Dasselbe wie der Bild-Zeitungsleser: Sofa, Bierchen, Pöbeln, Nichts.
Mir ist dieses Blatt Gott sei Dank unbekannt.
Die Kritik, ist sicherlich überzogen, fälschlich generalisiert, aber- wenn es mir ein Anliegen wäre, diese Fälle zu „beseitigen“- ich weiß nicht, ob ich es anders ausdrücken würde. Schriebe man „in einigen Fällen bla und blubb“ wären es immer die anderen, selten die eigenen.

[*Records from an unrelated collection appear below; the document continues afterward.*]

// Integration tests for the `bench` subcommand. External tools are replaced
// by shell shims on PATH that produce the files the pipeline expects, so the
// whole flow runs without cryptotvgen or a simulator installed.

#![cfg(unix)]

use assert_cmd::Command;
use predicates::prelude::*;
use std::fs;
use std::path::Path;
use tempfile::TempDir;

const SIMPLE_DESIGN: &str = r#"
name = "refcore"

[lwc.aead]
algorithm = "giftcofb128v1"

[lwc.ports.pdi]
[lwc.ports.sdi]

[sim]
command = ["fake-lwc-sim"]
"#;

const MASKED_DESIGN: &str = r#"
name = "domcore"

[lwc.aead]
algorithm = "giftcofb128v1"

[lwc.ports.pdi]
num_shares = 2

[lwc.ports.sdi]
num_shares = 2

[lwc.ports.rdi]
bit_width = 64

[sim]
command = ["fake-lwc-sim"]
"#;

// Fake cryptotvgen: creates the timing_tests KAT set under --dest.
const TVGEN_SHIM: &str = r#"
dest=""
prev=""
for arg in "$@"; do
  if [ "$prev" = "--dest" ]; then dest="$arg"; fi
  prev="$arg"
done
mkdir -p "$dest/timing_tests"
cat > "$dest/timing_tests/timing_tests.csv" <<'EOF'
msgId,adBytes,msgBytes,decrypt,hash,newKey,longN+1
1,16,0,False,False,True,False
2,0,16,False,False,False,False
EOF
: > "$dest/timing_tests/pdi.txt"
: > "$dest/timing_tests/sdi.txt"
: > "$dest/timing_tests/do.txt"
"#;

// Fake simulator: writes the timing report named by G_FNAME_TIMING and dumps
// its arguments for inspection.
const SIM_SHIM: &str = r#"
report=""
for arg in "$@"; do
  case "$arg" in
    -gG_FNAME_TIMING=*) report="${arg#-gG_FNAME_TIMING=}" ;;
  esac
done
printf '1, 100\n2, 80\n' > "$report"
printf '%s\n' "$@" > "$(dirname "$report")/sim_args.txt"
"#;

// Fake gen_shared: creates the expanded share files next to the inputs.
const GEN_SHARED_SHIM: &str = r#"
pdi=""
sdi=""
prev=""
for arg in "$@"; do
  case "$prev" in
    --pdi-file) pdi="$arg" ;;
    --sdi-file) sdi="$arg" ;;
  esac
  prev="$arg"
done
: > "$(dirname "$pdi")/pdi_shared_2.txt"
: > "$(dirname "$sdi")/sdi_shared_2.txt"
"#;

fn write_shim(dir: &Path, name: &str, body: &str) {
    use std::os::unix::fs::PermissionsExt;
    let path = dir.join(name);
    fs::write(&path, format!("#!/bin/sh{body}")).unwrap();
    fs::set_permissions(&path, fs::Permissions::from_mode(0o755)).unwrap();
}

fn shim_path(dir: &Path) -> String {
    let system_path = std::env::var("PATH").unwrap_or_default();
    format!("{}:{system_path}", dir.display())
}

fn setup(design: &str) -> TempDir {
    let tmp_dir = TempDir::new().unwrap();
    fs::write(tmp_dir.path().join("design.toml"), design).unwrap();
    let shims = tmp_dir.path().join("bin");
    fs::create_dir(&shims).unwrap();
    write_shim(&shims, "cryptotvgen", TVGEN_SHIM);
    write_shim(&shims, "fake-lwc-sim", SIM_SHIM);
    write_shim(&shims, "gen_shared", GEN_SHARED_SHIM);
    tmp_dir
}

fn bench_cmd(tmp_dir: &TempDir) -> Command {
    let mut cmd = Command::cargo_bin("lwcbench").unwrap();
    cmd.current_dir(tmp_dir.path())
        .env("PATH", shim_path(&tmp_dir.path().join("bin")))
        .arg("bench")
        .arg("design.toml")
        .arg("--kats-dir")
        .arg("KATs");
    cmd
}

#[test]
fn test_bench_runs_full_pipeline() {
    let tmp_dir = setup(SIMPLE_DESIGN);

    bench_cmd(&tmp_dir)
        .assert()
        .success()
        .stdout(predicate::str::contains("PT/CT [B]"))
        .stdout(predicate::str::contains("Enc"))
        .stderr(predicate::str::contains("refcore_timing_results.csv"));

    let results =
        fs::read_to_string(tmp_dir.path().join("refcore_timing_results.csv")).unwrap();
    assert!(results.starts_with("Op,ReuseKey,msgBytes,adBytes"));
    assert!(results.contains("Enc,False,0,16,100,0.16,,\n"));
    assert!(results.contains("Enc,True,16,0,80,0.2,,\n"));
}

#[test]
fn test_bench_passes_plain_vectors_to_the_testbench() {
    let tmp_dir = setup(SIMPLE_DESIGN);

    bench_cmd(&tmp_dir).assert().success();

    let sim_args = fs::read_to_string(tmp_dir.path().join("sim_args.txt")).unwrap();
    assert!(sim_args.contains("timing_tests/pdi.txt"));
    assert!(sim_args.contains("timing_tests/sdi.txt"));
    assert!(sim_args.contains("-gG_TEST_MODE=4"));
}

#[test]
fn test_bench_expands_shares_for_masked_ports() {
    let tmp_dir = setup(MASKED_DESIGN);

    bench_cmd(&tmp_dir).assert().success();

    // The testbench must see the expanded share files, not the raw vectors.
    let sim_args = fs::read_to_string(tmp_dir.path().join("sim_args.txt")).unwrap();
    assert!(sim_args.contains("pdi_shared_2.txt"));
    assert!(sim_args.contains("sdi_shared_2.txt"));
}

#[test]
fn test_bench_fails_when_simulation_fails() {
    let tmp_dir = setup(SIMPLE_DESIGN);
    write_shim(&tmp_dir.path().join("bin"), "fake-lwc-sim", "\nexit 3");

    bench_cmd(&tmp_dir)
        .assert()
        .failure()
        .stderr(predicate::str::contains("fake-lwc-sim exited with"));
}

#[test]
fn test_bench_fails_without_timing_report() {
    let tmp_dir = setup(SIMPLE_DESIGN);
    write_shim(&tmp_dir.path().join("bin"), "fake-lwc-sim", "\nexit 0");

    bench_cmd(&tmp_dir)
        .assert()
        .failure()
        .stderr(predicate::str::contains("no timing report"));
}

#[test]
fn test_bench_requires_aead_algorithm() {
    let tmp_dir = setup("name = \"hashonly\"\n[lwc.ports.pdi]\n[lwc.ports.sdi]\n");

    bench_cmd(&tmp_dir)
        .assert()
        .failure()
        .stderr(predicate::str::contains("AEAD algorithm"));
}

Allein die Auseinandersetzung mit dieser Kritik führt m.E. zur Überprüfung der Handlung und hat damit schon ihr Ziel erreicht. Methodisch nachweisen- wie machen?

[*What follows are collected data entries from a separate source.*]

//! CLI argument parsing for lwcbench

use std::path::PathBuf;

use clap::{Parser, Subcommand, ValueEnum};

/// Output format for correlated timing results
#[derive(Debug, Clone, Copy, ValueEnum)]
pub enum OutputFormat {
    /// Aligned table grouped by operation (default)
    Table,
    /// CSV with one row per measurement
    Csv,
    /// JSON document with rows and a summary
    Json,
}

#[derive(Parser, Debug)]
#[command(name = "lwcbench")]
#[command(version)]
#[command(about = "Timing benchmark harness for protected LWC hardware cores", long_about = None)]
pub struct Cli {
    /// Enable debug tracing to stderr
    #[arg(long, global = true)]
    pub debug: bool,

    #[command(subcommand)]
    pub command: Commands,
}

#[derive(Subcommand, Debug)]
pub enum Commands {
    /// Run the full benchmark flow: generate vectors, simulate, correlate
    Bench {
        /// Design description TOML
        #[arg(value_name = "DESIGN")]
        design: PathBuf,

        /// Build the reference software libraries before generating vectors
        #[arg(long)]
        build: bool,

        /// Directory test vectors are generated under
        #[arg(long = "kats-dir", value_name = "DIR", default_value = "KATs")]
        kats_dir: PathBuf,
    },

    /// Interleave shared vector files with all-zero spacer words
    Split {
        /// Vector files to transform (each is written to split_<name> beside the input)
        #[arg(value_name = "FILE", required = true)]
        files: Vec<PathBuf>,

        /// Bus width of one share word in bits
        #[arg(long = "bus-width", value_name = "BITS", default_value_t = 32)]
        bus_width: u32,

        /// Number of shares per logical word
        #[arg(long, value_name = "N", default_value_t = 2)]
        shares: u32,
    },

    /// Correlate an existing timing report with its message metadata
    Report {
        /// Timing report written by the testbench
        #[arg(long, value_name = "FILE")]
        timing: PathBuf,

        /// Message metadata CSV emitted by the vector generator
        #[arg(long, value_name = "FILE")]
        metadata: PathBuf,

        /// RDI port width in bits; enables the random-data columns
        #[arg(long = "rdi-width", value_name = "BITS")]
        rdi_width: Option<u32>,

        /// Design name recorded in JSON output
        #[arg(long, value_name = "NAME")]
        name: Option<String>,

        /// Output format
        #[arg(long, value_enum, default_value = "table")]
        format: OutputFormat,

        /// Write the result to a file instead of stdout
        #[arg(long, value_name = "FILE")]
        output: Option<PathBuf>,
    },
}

#[cfg(test)]
mod tests {
    use super::*;

    #[test]
    fn test_cli_parses_bench() {
        let cli = Cli::parse_from(["lwcbench", "bench", "design.toml", "--build"]);
        let Commands::Bench {
            design,
            build,
            kats_dir,
        } = cli.command
        else {
            panic!("expected bench");
        };
        assert_eq!(design, PathBuf::from("design.toml"));
        assert!(build);
        assert_eq!(kats_dir, PathBuf::from("KATs"));
    }

    #[test]
    fn test_cli_bench_custom_kats_dir() {
        let cli = Cli::parse_from(["lwcbench", "bench", "d.toml", "--kats-dir", "/tmp/kats"]);
        let Commands::Bench { kats_dir, build, .. } = cli.command else {
            panic!("expected bench");
        };
        assert_eq!(kats_dir, PathBuf::from("/tmp/kats"));
        assert!(!build);
    }

    #[test]
    fn test_cli_split_defaults() {
        let cli = Cli::parse_from(["lwcbench", "split", "pdi_shared_2.txt"]);
        let Commands::Split {
            files,
            bus_width,
            shares,
        } = cli.command
        else {
            panic!("expected split");
        };
        assert_eq!(files, vec![PathBuf::from("pdi_shared_2.txt")]);
        assert_eq!(bus_width, 32);
        assert_eq!(shares, 2);
    }

    #[test]
    fn test_cli_split_requires_a_file() {
        assert!(Cli::try_parse_from(["lwcbench", "split"]).is_err());
    }

    #[test]
    fn test_cli_split_multiple_files() {
        let cli = Cli::parse_from(["lwcbench", "split", "a.txt", "b.txt", "--shares", "3"]);
        let Commands::Split { files, shares, .. } = cli.command else {
            panic!("expected split");
        };
        assert_eq!(files.len(), 2);
        assert_eq!(shares, 3);
    }

    #[test]
    fn test_cli_report_format_default() {
        let cli = Cli::parse_from(["lwcbench", "report", "--timing", "t.txt", "--metadata", "m.csv"]);
        let Commands::Report {
            format, rdi_width, ..
        } = cli.command
        else {
            panic!("expected report");
        };
        assert!(matches!(format, OutputFormat::Table));
        assert_eq!(rdi_width, None);
    }

    #[test]
    fn test_cli_report_json_with_rdi_width() {
        let cli = Cli::parse_from([
            "lwcbench",
            "report",
            "--timing",
            "t.txt",
            "--metadata",
            "m.csv",
            "--rdi-width",
            "384",
            "--format",
            "json",
        ]);
        let Commands::Report {
            format, rdi_width, ..
        } = cli.command
        else {
            panic!("expected report");
        };
        assert!(matches!(format, OutputFormat::Json));
        assert_eq!(rdi_width, Some(384));
    }

    #[test]
    fn test_cli_debug_flag_after_subcommand() {
        let cli = Cli::parse_from(["lwcbench", "split", "a.txt", "--debug"]);
        assert!(cli.debug);
    }

    #[test]
    fn test_cli_debug_default_false() {
        let cli = Cli::parse_from(["lwcbench", "split", "a.txt"]);
        assert!(!cli.debug);
    }
}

Vielleicht ist diese „Gesellschaftskritik“ einfach ein
Ausdruck der Verunsicherung in einer Zeit, in der wir vor so
großen ernsthaften Herausforderungen stehen.

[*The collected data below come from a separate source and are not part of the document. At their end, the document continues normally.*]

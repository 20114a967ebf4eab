//! Test-vector generator interface
//!
//! Assembles command lines for `cryptotvgen` (reference-library builds and
//! vector generation) and for `gen_shared` (expansion of PDI/SDI vectors
//! into masked shares). Argument construction is pure so it can be checked
//! without the tools installed; the spawn step goes through [`crate::exec`].

use std::path::Path;

use crate::design::{Lwc, Ports};
use crate::exec::run_tool;

const CRYPTOTVGEN: &str = "cryptotvgen";
const GEN_SHARED: &str = "gen_shared";

/// Benchmark sweeps and KAT corpora use the same generator with a
/// different trailing argument group.
#[derive(Debug, Clone, Copy, PartialEq, Eq)]
pub enum VectorMode {
    /// Size-sweep benchmark vectors plus the timing metadata CSV.
    Benchmark,
    /// Combined KAT vectors 1..=33 with random data.
    KatCombined,
}

/// Arguments for building the reference software libraries.
pub fn prepare_libs_args(algorithms: &[String], candidates_dir: Option<&Path>) -> Vec<String> {
    let mut args = vec!["--prepare_libs".to_string()];
    args.extend(algorithms.iter().cloned());
    if let Some(dir) = candidates_dir {
        args.push("--candidates_dir".to_string());
        args.push(dir.display().to_string());
    }
    args
}

/// Arguments for generating test vectors for `lwc` into `dest_dir`.
pub fn vector_args(
    lwc: &Lwc,
    dest_dir: &Path,
    blocks_per_segment: Option<u32>,
    mode: VectorMode,
    candidates_dir: Option<&Path>,
) -> Vec<String> {
    let mut args = vec![
        "--dest".to_string(),
        dest_dir.display().to_string(),
        "--max_ad".to_string(),
        "80".to_string(),
        "--max_d".to_string(),
        "80".to_string(),
        "--max_io_per_line".to_string(),
        "32".to_string(),
        "--verify_lib".to_string(),
    ];
    if let Some(dir) = candidates_dir {
        args.push("--candidates_dir".to_string());
        args.push(dir.display().to_string());
    }
    if let Some(algorithm) = lwc.aead_algorithm() {
        args.push("--aead".to_string());
        args.push(algorithm.to_string());
        if let Some(sequence) = lwc.aead.as_ref().and_then(|aead| aead.input_sequence.as_ref()) {
            args.push("--msg_format".to_string());
            args.extend(sequence.encrypt.iter().cloned());
        }
    }
    if let Some(algorithm) = lwc.hash_algorithm() {
        args.push("--hash".to_string());
        args.push(algorithm.to_string());
    }
    args.extend([
        "--io".to_string(),
        lwc.ports.pdi.bit_width.to_string(),
        lwc.ports.sdi.bit_width.to_string(),
        "--block_size".to_string(),
        lwc.block_size.xt.to_string(),
        "--block_size_ad".to_string(),
        lwc.block_size.ad.to_string(),
        "--block_size_msg_digest".to_string(),
        lwc.block_size.hm.to_string(),
    ]);
    if let Some(blocks) = blocks_per_segment {
        args.push("--max_block_per_sgmt".to_string());
        args.push(blocks.to_string());
    }
    match mode {
        VectorMode::Benchmark => {
            args.push("--gen_benchmark".to_string());
            if lwc.aead.as_ref().is_some_and(|aead| aead.key_reuse) {
                args.push("--with_key_reuse".to_string());
            }
        }
        VectorMode::KatCombined => {
            args.extend(
                ["--gen_test_combined", "1", "33", "0"]
                    .map(String::from),
            );
        }
    }
    args
}

/// Arguments for expanding flat PDI/SDI vectors into per-share files.
/// `--rdi-width` is forwarded whenever the design declares the port, even
/// at width 0.
pub fn gen_shared_args(ports: &Ports, pdi_file: &Path, sdi_file: &Path) -> Vec<String> {
    let mut args = vec![
        "--pdi-file".to_string(),
        pdi_file.display().to_string(),
        "--sdi-file".to_string(),
        sdi_file.display().to_string(),
        "--pdi-width".to_string(),
        ports.pdi.bit_width.to_string(),
        "--sdi-width".to_string(),
        ports.sdi.bit_width.to_string(),
        "--pdi-shares".to_string(),
        ports.pdi.num_shares.to_string(),
        "--sdi-shares".to_string(),
        ports.sdi.num_shares.to_string(),
    ];
    if let Some(rdi) = ports.rdi {
        args.push("--rdi-width".to_string());
        args.push(rdi.bit_width.to_string());
    }
    args
}

/// Build the reference libraries for the given algorithms.
pub fn prepare_libs(algorithms: &[String], candidates_dir: Option<&Path>) -> anyhow::Result<()> {
    run_tool(CRYPTOTVGEN, &prepare_libs_args(algorithms, candidates_dir))
}

/// Generate test vectors.
pub fn generate_vectors(
    lwc: &Lwc,
    dest_dir: &Path,
    mode: VectorMode,
    candidates_dir: Option<&Path>,
) -> anyhow::Result<()> {
    run_tool(CRYPTOTVGEN, &vector_args(lwc, dest_dir, None, mode, candidates_dir))
}

/// Expand PDI/SDI vectors into shares next to the inputs.
pub fn expand_shares(ports: &Ports, pdi_file: &Path, sdi_file: &Path) -> anyhow::Result<()> {
    run_tool(GEN_SHARED, &gen_shared_args(ports, pdi_file, sdi_file))
}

In der Tat geht es nicht in erster Linie um ADHS oder Problem XYZ, es ist m.E. viel mehr Ausdruck der Unzufriedenheit mit der aktuellen Situation (sonst käme man wahrscheinlich gar nicht auf die Idee das Geschehen zu überprüfen). Ich empfinde es als eine „Back-to-the-roots-“ fast Nostalgie-Stimmung. Die Herausforderung nicht annehmen wollen. Eine Art Umdenken, dass dem Fortschritt bisweilen entgegen steht. Wenn wer sagt, ADHS ist keine tatsächliche Störung und seine Ursachen in den sozialen Bedingungen sieht, dann ist, unabhängig von der Frage ob das so ist, klar, dass bejubelte neue Errungenschaften negativ gesehen werden. Und das finde ich schon einen wichtigen Indikator für das Miteinander. Dann kann ich sagen, die Kritik ist fachlich nicht zu halten. Die Idee oder der Wunsch dahinter, schert sich allerdings kaum um Gütekriterien und Signifikanzen.
Entsprechend sehe ich die Kritiker des konkreten Anliegens in erster Instanz derzeit als sowas wie den moralischen Fingerzeig, den ich persönlich nicht ganz unberechtigt sehe, und in zweiter Instanz als das Sprachrohr viel abstrakterer Phänomene, gegen die sich zunehmend auf ganz vielen verschiedenen Ebenen aufgelehnt wird (PISA, Unterschichtendebatte, ADHS usw. laufen fast alle auf wenigstens verwandte Faktoren zurück). Denn wir halten fest, sie sind mehr als deutlich in der Minderheit und kritisieren trotzdem Verfahren, die auf anderen Ebenen und von der Masse, als wissenschaftlich fundiert und legitimiert gelten. So sind sie m.E. entweder „bekloppt“ oder haben eine ganz andere Intention als die augenscheinliche. Dafür spricht m.E. auch, dass sich ein Verein wie die Scientologen mit dem Thema beschäftigt. Und an dieser Position werden sie entweder als „bekloppt“ abgestempelt oder aber sie greifen sich den unzufriedenen Bürger ab. Da man solcher Art Organisationen i.d.R. da wo es mind. mittelfristig fruchtbar ist findet, wäre es doch irgendwie schon grob fahrlässig sich dem ganzen nicht oder mit geringer Aufmerksamkeit zu nähern.